Find the word "SettlementPlan" in the material below and gather every line that contains it.
----- DATA FOR THIS TASK
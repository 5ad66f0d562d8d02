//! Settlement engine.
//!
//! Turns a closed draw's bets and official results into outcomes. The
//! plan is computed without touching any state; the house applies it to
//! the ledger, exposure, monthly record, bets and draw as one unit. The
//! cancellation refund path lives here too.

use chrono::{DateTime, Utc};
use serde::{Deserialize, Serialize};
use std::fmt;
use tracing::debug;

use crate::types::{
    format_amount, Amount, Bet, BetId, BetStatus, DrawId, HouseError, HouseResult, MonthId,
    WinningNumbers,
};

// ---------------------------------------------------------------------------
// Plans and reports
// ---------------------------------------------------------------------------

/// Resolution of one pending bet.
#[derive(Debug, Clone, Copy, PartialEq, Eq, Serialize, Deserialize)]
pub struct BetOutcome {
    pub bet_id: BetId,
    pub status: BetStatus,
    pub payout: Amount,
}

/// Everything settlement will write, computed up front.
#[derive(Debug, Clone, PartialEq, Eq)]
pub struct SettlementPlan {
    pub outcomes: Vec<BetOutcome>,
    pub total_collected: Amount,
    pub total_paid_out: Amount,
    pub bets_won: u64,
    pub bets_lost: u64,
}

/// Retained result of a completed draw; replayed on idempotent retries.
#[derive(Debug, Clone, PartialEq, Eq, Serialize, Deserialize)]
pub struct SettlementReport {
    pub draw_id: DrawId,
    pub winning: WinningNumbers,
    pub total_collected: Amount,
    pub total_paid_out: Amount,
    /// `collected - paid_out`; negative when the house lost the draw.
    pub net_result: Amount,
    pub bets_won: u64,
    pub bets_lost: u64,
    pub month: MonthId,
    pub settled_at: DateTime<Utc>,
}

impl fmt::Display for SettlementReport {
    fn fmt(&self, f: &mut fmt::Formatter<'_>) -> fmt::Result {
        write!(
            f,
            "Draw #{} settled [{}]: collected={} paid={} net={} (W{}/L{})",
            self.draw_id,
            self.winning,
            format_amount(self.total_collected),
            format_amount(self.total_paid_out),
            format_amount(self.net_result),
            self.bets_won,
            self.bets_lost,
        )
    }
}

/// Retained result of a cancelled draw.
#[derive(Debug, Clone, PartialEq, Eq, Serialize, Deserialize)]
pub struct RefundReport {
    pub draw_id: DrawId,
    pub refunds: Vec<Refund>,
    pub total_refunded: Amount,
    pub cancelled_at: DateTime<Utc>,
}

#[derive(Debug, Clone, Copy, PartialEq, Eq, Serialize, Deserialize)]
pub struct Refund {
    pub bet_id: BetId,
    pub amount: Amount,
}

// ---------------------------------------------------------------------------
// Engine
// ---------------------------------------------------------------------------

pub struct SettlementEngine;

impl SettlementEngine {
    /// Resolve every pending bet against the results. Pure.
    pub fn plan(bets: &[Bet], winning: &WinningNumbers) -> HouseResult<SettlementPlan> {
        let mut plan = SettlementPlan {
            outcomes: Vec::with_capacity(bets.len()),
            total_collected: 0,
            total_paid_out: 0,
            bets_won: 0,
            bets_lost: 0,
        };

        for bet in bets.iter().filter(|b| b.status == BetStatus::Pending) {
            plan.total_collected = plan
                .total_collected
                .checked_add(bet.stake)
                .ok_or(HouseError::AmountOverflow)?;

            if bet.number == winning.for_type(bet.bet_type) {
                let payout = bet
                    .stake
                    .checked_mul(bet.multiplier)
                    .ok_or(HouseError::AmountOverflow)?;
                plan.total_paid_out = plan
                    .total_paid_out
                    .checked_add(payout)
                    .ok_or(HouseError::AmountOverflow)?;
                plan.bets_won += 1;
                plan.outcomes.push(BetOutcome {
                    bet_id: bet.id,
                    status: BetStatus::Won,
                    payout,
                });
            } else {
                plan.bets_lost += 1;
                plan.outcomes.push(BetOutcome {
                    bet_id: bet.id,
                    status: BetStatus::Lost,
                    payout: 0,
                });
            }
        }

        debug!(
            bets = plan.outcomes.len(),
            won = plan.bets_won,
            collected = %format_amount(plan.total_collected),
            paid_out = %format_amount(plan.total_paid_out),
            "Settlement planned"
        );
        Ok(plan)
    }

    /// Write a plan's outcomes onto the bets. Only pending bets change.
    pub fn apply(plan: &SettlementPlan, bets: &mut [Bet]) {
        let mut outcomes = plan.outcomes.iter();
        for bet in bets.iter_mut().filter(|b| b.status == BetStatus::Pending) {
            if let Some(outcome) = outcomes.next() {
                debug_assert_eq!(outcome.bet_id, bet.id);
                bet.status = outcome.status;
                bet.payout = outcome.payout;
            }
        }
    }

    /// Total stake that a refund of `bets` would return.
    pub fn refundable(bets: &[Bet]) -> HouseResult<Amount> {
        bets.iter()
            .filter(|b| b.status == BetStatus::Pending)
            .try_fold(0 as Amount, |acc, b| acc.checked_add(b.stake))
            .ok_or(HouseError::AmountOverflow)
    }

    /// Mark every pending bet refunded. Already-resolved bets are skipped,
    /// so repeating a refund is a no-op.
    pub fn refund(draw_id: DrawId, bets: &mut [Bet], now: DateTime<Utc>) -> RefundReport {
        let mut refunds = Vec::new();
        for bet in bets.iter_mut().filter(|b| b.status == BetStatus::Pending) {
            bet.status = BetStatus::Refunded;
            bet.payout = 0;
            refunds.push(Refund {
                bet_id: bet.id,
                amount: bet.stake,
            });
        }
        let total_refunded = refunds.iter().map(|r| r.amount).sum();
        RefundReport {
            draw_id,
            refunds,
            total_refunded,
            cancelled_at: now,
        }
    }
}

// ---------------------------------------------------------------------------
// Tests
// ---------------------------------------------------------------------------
----------
## ANSWER TO THE EXERCISE
pub struct SettlementPlan {
    pub fn plan(bets: &[Bet], winning: &WinningNumbers) -> HouseResult<SettlementPlan> {
        let mut plan = SettlementPlan {
    pub fn apply(plan: &SettlementPlan, bets: &mut [Bet]) {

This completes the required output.